Task goal -> Keep only the lines of the data below that contain "TempDir", and copy them.

─── Data for this exercise ───

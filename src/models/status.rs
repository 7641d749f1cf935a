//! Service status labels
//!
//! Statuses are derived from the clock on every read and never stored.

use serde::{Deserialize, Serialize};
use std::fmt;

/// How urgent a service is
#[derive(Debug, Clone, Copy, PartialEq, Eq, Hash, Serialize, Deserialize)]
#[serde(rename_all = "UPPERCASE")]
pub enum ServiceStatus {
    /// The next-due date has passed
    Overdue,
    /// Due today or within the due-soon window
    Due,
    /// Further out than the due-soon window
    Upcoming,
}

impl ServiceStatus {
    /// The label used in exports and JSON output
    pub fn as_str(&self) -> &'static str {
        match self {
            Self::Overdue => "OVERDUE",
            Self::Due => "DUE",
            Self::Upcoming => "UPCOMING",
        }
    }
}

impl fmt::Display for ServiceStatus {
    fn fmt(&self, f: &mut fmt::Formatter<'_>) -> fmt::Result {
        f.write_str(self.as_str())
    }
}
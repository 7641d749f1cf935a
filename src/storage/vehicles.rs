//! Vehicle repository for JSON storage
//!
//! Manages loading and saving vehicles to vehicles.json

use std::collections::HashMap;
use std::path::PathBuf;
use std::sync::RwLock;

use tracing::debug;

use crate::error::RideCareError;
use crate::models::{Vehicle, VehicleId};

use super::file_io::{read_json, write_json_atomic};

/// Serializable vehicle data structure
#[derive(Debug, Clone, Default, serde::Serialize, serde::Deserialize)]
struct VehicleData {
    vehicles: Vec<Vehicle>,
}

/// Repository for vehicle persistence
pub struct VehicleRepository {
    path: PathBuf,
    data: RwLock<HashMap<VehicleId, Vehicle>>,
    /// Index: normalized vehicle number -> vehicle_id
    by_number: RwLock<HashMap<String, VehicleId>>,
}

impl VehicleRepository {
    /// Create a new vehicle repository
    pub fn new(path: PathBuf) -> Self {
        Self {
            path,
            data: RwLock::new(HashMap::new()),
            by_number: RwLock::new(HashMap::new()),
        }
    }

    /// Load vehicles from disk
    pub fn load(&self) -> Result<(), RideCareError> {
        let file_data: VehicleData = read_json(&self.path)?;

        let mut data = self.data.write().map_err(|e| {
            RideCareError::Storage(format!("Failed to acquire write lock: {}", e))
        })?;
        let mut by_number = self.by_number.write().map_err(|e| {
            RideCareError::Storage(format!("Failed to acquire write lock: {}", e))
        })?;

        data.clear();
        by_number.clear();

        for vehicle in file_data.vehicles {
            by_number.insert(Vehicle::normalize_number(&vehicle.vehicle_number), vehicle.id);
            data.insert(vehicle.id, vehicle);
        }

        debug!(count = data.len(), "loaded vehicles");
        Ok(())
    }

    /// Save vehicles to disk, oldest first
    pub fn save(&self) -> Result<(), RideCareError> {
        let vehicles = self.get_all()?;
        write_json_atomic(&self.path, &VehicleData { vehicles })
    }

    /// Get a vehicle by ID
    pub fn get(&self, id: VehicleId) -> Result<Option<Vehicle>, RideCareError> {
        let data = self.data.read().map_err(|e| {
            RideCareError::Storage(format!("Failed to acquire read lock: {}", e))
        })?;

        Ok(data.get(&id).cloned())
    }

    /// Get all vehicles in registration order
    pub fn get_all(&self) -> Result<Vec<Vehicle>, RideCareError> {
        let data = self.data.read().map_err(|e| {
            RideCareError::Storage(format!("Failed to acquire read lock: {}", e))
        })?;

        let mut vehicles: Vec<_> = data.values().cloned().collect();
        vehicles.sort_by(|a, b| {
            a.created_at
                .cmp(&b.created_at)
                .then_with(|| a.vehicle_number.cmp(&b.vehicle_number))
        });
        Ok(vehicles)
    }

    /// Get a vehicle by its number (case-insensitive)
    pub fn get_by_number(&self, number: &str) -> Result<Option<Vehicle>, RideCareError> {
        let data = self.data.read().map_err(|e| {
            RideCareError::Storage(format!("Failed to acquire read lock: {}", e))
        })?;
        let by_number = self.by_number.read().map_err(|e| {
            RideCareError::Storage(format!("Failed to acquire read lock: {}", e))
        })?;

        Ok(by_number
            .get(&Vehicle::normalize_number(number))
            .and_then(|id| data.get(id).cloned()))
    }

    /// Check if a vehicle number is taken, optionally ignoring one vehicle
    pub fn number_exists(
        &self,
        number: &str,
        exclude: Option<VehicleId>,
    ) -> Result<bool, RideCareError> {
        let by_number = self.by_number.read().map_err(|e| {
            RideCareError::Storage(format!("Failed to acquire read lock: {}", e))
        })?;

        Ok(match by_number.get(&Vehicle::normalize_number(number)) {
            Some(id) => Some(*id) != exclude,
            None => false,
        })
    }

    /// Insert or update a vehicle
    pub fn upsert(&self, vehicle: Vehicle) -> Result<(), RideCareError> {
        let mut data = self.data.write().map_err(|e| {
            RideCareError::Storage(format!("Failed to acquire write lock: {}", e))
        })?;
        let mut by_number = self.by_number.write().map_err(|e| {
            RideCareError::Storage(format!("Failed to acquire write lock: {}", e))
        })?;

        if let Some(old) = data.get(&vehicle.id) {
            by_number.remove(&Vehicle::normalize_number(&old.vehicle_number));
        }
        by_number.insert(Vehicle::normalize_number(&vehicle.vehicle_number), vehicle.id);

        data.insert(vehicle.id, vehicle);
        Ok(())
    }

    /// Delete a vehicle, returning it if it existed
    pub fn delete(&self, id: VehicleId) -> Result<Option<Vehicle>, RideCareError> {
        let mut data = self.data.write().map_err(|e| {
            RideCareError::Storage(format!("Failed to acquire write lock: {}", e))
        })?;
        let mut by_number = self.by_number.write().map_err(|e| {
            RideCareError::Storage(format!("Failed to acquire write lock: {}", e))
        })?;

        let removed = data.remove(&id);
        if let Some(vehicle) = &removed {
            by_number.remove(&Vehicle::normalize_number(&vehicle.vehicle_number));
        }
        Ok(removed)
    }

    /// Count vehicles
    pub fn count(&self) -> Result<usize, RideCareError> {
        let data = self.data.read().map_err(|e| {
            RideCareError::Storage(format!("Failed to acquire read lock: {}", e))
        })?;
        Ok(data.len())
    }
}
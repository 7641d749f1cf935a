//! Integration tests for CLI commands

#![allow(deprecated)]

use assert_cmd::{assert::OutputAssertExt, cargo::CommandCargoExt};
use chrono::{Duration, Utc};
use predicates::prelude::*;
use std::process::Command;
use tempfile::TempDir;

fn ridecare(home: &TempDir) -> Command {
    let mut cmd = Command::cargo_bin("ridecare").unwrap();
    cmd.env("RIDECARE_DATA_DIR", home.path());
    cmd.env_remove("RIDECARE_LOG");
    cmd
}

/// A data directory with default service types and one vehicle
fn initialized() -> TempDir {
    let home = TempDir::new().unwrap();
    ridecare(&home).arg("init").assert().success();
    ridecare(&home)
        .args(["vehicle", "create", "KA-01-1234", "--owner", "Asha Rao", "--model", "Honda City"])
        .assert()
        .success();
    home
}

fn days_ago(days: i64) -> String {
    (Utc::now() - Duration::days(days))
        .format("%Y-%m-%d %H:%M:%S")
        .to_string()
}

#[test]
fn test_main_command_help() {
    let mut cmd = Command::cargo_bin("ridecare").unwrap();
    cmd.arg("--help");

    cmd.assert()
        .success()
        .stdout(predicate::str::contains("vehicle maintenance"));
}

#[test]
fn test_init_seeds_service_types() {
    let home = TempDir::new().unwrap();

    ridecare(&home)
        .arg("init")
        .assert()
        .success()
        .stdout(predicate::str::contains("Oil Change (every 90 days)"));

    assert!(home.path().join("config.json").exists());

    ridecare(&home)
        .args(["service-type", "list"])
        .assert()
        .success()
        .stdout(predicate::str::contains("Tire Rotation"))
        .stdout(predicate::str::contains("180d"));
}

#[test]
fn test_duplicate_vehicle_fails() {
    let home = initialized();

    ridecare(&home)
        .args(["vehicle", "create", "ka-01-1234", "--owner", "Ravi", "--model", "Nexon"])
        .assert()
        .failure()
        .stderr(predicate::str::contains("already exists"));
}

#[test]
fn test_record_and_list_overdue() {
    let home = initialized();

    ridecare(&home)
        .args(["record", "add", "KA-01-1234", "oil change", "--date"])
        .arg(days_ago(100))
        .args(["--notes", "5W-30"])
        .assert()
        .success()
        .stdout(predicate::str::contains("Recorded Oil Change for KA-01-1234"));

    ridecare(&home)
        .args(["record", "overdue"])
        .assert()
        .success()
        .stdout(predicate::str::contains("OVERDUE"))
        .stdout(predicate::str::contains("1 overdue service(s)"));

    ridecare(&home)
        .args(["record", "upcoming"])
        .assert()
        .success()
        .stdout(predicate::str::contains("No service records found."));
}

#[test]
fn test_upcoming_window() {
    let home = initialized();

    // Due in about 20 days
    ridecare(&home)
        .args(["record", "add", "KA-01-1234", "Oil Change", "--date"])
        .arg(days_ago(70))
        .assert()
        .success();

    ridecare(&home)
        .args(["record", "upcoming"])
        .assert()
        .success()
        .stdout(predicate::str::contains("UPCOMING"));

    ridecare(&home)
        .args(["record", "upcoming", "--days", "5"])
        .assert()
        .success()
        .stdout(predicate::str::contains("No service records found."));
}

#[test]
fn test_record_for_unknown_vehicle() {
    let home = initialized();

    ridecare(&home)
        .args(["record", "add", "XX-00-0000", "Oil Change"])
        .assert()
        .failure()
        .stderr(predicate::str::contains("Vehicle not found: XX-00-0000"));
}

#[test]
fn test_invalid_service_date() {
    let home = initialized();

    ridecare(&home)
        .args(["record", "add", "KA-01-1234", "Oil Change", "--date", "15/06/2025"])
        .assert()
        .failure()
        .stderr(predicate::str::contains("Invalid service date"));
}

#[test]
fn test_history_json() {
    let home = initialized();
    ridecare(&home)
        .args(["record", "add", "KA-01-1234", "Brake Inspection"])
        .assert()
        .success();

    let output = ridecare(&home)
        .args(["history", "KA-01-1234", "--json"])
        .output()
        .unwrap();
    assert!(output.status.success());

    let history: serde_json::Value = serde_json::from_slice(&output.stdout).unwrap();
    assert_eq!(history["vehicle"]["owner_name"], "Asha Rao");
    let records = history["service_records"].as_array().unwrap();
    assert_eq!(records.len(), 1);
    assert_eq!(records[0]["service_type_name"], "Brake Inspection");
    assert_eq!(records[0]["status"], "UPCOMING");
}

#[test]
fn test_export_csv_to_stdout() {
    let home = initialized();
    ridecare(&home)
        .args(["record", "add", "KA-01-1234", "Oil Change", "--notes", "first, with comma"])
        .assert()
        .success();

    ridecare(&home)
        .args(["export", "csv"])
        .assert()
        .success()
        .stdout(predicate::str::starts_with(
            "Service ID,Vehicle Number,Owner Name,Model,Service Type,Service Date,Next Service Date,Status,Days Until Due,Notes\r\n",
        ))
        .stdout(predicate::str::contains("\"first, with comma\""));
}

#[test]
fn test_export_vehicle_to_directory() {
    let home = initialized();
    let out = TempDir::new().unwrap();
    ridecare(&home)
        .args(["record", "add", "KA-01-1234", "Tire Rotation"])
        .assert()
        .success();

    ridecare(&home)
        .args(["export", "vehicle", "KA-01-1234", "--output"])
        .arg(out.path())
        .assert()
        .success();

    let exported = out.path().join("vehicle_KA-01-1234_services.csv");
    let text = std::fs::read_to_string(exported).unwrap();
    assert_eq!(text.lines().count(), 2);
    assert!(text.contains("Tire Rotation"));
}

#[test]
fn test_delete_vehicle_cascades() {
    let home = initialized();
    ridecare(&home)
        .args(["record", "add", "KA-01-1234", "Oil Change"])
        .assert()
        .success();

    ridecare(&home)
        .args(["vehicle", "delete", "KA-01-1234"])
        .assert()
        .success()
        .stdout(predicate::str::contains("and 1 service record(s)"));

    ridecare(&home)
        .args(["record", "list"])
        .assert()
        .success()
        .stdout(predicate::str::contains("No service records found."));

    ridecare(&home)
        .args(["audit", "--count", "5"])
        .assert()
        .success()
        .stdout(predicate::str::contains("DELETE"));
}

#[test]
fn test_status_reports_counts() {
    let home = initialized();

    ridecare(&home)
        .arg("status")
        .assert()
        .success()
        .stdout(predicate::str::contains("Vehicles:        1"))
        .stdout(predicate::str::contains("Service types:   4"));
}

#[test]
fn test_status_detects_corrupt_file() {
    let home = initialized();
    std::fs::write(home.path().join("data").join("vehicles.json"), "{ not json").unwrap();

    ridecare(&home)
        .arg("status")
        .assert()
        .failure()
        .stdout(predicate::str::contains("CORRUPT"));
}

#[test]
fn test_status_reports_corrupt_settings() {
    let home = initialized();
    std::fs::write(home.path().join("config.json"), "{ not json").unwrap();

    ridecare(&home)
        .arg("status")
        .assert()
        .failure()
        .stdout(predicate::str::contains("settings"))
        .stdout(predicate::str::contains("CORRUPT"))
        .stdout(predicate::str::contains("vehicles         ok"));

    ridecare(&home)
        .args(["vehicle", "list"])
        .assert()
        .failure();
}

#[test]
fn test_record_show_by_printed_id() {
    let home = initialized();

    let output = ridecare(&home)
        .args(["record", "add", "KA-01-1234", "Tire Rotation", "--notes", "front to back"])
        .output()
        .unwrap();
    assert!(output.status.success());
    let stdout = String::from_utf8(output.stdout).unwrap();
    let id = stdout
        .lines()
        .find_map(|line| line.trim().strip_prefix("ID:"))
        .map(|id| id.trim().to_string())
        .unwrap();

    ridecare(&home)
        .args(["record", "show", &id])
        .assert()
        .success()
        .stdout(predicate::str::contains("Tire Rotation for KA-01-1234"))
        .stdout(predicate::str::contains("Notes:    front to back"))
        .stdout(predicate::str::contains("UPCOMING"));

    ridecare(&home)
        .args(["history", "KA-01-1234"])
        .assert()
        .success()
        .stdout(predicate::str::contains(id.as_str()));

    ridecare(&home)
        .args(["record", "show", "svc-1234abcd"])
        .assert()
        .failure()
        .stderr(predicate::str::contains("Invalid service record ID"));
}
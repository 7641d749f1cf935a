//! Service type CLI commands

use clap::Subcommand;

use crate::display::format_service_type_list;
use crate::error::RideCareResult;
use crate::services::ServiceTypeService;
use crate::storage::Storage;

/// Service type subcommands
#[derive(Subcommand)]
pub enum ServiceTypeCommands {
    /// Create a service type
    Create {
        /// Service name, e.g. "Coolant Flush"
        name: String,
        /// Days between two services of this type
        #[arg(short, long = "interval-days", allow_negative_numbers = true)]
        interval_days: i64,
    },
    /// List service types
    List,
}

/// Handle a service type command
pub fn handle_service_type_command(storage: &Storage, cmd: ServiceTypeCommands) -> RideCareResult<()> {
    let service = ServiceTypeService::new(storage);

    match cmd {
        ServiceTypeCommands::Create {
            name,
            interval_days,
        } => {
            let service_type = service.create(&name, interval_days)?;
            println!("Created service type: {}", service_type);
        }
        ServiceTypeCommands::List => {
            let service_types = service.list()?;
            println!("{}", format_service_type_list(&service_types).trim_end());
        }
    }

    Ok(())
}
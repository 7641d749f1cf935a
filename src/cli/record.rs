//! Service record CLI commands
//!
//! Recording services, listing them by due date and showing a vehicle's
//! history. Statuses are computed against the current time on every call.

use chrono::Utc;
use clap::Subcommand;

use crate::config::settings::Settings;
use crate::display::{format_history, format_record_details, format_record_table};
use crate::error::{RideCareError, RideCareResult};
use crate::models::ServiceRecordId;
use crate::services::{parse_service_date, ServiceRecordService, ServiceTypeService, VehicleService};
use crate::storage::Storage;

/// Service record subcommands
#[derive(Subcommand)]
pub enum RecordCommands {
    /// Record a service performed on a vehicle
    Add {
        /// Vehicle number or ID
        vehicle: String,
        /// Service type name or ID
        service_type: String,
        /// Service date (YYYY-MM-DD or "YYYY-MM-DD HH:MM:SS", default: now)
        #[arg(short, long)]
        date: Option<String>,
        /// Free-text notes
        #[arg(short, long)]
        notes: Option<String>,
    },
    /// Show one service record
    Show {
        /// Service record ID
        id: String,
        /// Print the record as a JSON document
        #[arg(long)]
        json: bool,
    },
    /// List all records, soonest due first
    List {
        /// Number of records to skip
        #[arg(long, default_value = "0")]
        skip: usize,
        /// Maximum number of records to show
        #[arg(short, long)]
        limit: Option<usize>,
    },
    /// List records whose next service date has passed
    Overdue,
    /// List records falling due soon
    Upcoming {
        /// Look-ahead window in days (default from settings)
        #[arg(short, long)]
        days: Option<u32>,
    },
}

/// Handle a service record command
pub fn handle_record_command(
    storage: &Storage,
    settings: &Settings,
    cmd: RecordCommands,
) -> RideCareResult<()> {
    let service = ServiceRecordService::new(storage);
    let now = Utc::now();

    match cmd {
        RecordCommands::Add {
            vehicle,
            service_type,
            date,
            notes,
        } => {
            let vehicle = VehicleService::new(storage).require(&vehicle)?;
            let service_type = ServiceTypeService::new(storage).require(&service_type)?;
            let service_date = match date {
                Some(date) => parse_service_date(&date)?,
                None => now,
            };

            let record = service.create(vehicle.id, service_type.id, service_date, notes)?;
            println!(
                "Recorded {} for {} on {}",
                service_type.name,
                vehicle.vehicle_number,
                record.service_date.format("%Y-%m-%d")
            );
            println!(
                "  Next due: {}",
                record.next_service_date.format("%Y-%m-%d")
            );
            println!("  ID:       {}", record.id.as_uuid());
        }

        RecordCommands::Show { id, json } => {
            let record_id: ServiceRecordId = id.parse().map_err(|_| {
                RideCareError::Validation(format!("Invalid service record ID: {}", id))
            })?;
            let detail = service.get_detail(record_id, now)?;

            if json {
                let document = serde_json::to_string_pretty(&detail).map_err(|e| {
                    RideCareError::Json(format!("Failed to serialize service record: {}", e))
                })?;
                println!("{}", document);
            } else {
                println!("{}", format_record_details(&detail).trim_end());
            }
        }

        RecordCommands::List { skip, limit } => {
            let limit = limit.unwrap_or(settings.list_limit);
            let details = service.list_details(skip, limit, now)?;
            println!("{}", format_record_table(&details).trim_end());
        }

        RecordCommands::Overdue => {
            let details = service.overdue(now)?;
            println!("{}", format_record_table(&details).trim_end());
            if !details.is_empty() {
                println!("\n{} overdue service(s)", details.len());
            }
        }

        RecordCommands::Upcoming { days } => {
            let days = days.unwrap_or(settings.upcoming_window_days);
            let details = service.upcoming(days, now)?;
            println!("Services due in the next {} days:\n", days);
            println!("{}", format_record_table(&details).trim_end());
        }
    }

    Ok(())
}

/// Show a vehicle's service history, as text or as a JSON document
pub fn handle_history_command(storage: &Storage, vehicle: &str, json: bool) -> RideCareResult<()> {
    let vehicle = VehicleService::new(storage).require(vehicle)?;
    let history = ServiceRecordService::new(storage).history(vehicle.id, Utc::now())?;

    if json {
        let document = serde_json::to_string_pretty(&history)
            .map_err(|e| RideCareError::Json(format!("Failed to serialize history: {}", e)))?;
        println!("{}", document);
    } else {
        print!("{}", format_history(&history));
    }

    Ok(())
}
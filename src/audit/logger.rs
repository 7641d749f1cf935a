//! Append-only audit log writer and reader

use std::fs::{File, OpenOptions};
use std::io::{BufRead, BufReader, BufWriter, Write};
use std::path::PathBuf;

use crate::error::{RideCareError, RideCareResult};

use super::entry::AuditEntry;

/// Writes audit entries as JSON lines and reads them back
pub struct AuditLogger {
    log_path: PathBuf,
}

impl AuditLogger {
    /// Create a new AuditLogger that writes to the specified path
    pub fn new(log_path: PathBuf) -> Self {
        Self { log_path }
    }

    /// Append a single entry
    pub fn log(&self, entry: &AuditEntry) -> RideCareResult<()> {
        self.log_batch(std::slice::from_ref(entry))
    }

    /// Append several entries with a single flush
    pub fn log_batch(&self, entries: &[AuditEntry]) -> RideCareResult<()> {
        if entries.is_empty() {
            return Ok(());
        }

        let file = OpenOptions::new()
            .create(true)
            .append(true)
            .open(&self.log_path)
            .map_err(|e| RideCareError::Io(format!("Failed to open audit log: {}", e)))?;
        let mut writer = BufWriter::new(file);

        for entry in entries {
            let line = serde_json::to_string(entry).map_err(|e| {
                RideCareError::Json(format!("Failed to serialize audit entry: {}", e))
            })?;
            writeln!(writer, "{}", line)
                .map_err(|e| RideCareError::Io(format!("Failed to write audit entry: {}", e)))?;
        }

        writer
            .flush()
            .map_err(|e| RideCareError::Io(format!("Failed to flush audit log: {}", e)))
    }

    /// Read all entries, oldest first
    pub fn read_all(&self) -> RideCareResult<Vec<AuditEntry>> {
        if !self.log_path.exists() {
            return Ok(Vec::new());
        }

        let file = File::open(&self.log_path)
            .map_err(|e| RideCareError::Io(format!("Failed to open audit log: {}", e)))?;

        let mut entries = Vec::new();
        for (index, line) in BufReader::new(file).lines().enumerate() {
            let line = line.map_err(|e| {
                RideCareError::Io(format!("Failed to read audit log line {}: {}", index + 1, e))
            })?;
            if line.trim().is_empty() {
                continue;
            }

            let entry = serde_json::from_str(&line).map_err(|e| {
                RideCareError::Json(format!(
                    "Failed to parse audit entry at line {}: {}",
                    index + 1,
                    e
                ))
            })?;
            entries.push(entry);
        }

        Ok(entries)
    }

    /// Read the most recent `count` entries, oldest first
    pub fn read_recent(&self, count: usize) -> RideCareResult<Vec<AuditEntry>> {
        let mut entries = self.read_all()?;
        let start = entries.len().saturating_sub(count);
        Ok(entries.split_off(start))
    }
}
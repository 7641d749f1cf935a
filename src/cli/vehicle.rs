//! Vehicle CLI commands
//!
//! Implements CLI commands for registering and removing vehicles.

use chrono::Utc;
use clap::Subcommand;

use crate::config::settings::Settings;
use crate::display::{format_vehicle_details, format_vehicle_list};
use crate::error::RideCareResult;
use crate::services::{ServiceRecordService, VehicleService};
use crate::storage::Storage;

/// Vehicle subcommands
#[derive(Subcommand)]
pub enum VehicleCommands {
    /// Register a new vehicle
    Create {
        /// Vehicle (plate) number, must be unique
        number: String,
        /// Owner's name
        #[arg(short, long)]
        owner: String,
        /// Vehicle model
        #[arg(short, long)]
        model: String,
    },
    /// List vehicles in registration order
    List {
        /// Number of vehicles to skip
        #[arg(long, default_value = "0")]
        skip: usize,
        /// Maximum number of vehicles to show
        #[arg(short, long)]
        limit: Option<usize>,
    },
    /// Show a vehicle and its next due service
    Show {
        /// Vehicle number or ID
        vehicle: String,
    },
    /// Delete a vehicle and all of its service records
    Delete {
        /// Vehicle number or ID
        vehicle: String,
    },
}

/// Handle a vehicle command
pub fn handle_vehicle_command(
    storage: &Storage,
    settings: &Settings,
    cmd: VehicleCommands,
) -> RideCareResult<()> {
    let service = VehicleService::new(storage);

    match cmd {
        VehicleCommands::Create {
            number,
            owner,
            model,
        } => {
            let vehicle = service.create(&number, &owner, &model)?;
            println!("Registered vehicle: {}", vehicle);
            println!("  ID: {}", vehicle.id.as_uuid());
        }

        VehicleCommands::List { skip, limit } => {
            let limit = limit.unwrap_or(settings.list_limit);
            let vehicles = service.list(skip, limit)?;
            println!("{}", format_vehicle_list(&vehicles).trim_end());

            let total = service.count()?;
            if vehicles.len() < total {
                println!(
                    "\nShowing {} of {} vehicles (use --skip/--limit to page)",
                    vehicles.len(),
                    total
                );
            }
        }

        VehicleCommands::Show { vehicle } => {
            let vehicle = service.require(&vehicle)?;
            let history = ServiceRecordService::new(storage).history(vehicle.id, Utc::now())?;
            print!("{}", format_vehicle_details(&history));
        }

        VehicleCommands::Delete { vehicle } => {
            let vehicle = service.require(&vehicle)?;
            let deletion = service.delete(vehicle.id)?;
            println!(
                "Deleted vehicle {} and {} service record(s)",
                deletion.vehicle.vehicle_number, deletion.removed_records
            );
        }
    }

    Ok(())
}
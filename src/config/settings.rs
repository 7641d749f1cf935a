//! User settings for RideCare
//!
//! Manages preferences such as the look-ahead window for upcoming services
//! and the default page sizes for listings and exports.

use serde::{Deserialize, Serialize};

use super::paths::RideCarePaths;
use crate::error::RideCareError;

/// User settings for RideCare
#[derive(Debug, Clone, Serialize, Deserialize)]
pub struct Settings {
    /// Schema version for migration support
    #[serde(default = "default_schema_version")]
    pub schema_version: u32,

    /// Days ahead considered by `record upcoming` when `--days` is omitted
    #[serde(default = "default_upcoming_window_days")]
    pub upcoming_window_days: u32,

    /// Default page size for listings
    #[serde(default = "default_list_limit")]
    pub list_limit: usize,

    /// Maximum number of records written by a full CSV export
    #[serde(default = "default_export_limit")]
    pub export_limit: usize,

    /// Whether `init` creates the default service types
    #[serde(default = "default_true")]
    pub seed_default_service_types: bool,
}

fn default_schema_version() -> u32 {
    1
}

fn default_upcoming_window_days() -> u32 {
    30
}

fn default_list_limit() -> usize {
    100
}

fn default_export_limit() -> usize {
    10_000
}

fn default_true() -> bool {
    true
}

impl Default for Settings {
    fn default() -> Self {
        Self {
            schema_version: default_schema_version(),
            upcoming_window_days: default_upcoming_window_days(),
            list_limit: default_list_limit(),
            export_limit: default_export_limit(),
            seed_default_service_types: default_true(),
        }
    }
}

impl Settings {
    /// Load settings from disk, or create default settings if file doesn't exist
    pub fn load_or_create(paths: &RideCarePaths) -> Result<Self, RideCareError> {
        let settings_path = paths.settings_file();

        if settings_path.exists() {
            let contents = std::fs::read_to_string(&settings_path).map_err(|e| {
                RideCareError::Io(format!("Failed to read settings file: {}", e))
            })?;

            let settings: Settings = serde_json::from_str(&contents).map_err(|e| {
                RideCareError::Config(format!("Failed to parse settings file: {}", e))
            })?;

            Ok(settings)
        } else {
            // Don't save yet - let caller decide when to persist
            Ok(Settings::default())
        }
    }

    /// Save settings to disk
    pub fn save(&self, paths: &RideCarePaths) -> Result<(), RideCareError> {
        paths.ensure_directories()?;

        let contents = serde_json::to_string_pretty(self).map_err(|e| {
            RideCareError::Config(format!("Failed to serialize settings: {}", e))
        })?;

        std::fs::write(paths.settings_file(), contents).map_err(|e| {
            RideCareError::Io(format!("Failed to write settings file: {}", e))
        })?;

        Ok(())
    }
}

───

Written response ->
use tempfile::TempDir;
fn ridecare(home: &TempDir) -> Command {
fn initialized() -> TempDir {
    let home = TempDir::new().unwrap();
    let home = TempDir::new().unwrap();
    let out = TempDir::new().unwrap();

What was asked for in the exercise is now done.